Activity:
Count the lines in the entries that contain "core". Say the number and nothing more.

Collected data:

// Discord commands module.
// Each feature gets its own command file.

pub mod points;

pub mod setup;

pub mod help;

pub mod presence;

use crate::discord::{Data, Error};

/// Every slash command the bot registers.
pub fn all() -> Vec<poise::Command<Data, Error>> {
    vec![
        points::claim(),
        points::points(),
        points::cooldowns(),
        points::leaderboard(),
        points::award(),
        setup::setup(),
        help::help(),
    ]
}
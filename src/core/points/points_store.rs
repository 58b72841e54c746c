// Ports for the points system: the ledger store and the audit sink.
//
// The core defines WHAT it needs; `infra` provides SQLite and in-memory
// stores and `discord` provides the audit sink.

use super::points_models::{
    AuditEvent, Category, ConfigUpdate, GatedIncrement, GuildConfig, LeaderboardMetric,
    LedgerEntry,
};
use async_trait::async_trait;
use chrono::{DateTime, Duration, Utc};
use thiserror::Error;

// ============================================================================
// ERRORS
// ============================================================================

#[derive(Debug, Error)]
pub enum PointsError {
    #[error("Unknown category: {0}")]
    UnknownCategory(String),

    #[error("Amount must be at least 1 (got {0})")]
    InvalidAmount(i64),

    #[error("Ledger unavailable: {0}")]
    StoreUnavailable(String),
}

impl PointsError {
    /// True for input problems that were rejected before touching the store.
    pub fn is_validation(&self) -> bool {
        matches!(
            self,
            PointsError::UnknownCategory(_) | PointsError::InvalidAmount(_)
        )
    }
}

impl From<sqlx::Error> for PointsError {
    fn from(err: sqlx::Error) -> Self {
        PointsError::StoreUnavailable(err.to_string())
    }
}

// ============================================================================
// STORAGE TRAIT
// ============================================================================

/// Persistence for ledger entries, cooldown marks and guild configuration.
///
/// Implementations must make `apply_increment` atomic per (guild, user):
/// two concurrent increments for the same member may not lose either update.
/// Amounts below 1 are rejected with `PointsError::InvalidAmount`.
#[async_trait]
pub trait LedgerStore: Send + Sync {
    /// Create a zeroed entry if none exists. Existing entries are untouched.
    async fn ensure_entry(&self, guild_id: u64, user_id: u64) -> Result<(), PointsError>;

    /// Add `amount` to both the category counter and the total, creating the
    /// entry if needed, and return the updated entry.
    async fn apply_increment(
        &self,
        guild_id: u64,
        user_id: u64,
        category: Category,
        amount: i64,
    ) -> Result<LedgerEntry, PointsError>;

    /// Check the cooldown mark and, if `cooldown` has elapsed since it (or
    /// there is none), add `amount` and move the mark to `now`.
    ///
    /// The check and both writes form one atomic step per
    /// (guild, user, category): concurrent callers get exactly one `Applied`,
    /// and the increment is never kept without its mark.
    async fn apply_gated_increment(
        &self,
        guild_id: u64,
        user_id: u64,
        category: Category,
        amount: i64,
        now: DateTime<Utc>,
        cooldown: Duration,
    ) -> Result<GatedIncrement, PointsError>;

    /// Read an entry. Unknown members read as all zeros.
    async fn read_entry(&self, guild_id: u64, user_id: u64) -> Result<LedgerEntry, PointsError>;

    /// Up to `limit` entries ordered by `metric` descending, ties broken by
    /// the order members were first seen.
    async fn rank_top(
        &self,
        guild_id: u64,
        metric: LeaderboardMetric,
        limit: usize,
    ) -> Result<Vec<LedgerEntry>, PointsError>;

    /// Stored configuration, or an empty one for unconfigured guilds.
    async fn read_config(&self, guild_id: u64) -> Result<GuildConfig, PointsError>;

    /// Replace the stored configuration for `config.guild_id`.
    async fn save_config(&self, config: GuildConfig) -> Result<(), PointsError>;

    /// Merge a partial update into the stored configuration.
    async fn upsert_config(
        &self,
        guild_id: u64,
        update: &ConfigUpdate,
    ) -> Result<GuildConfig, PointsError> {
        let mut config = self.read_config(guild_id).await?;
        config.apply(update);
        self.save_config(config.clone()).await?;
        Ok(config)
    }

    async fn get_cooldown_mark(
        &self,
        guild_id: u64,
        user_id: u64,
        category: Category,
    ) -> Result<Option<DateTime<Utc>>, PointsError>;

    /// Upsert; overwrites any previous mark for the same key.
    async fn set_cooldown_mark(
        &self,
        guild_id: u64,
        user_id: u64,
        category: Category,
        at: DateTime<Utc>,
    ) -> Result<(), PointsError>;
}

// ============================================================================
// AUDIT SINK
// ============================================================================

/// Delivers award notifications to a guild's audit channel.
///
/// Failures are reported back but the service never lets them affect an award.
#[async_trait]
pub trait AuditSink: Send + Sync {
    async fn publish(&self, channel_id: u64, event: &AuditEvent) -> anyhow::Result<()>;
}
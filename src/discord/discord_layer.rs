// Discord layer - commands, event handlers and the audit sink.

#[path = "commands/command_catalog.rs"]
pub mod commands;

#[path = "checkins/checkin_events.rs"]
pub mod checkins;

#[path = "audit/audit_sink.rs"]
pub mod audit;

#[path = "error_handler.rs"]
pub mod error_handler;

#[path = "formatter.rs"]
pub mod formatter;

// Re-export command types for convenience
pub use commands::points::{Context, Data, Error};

Task solution:
2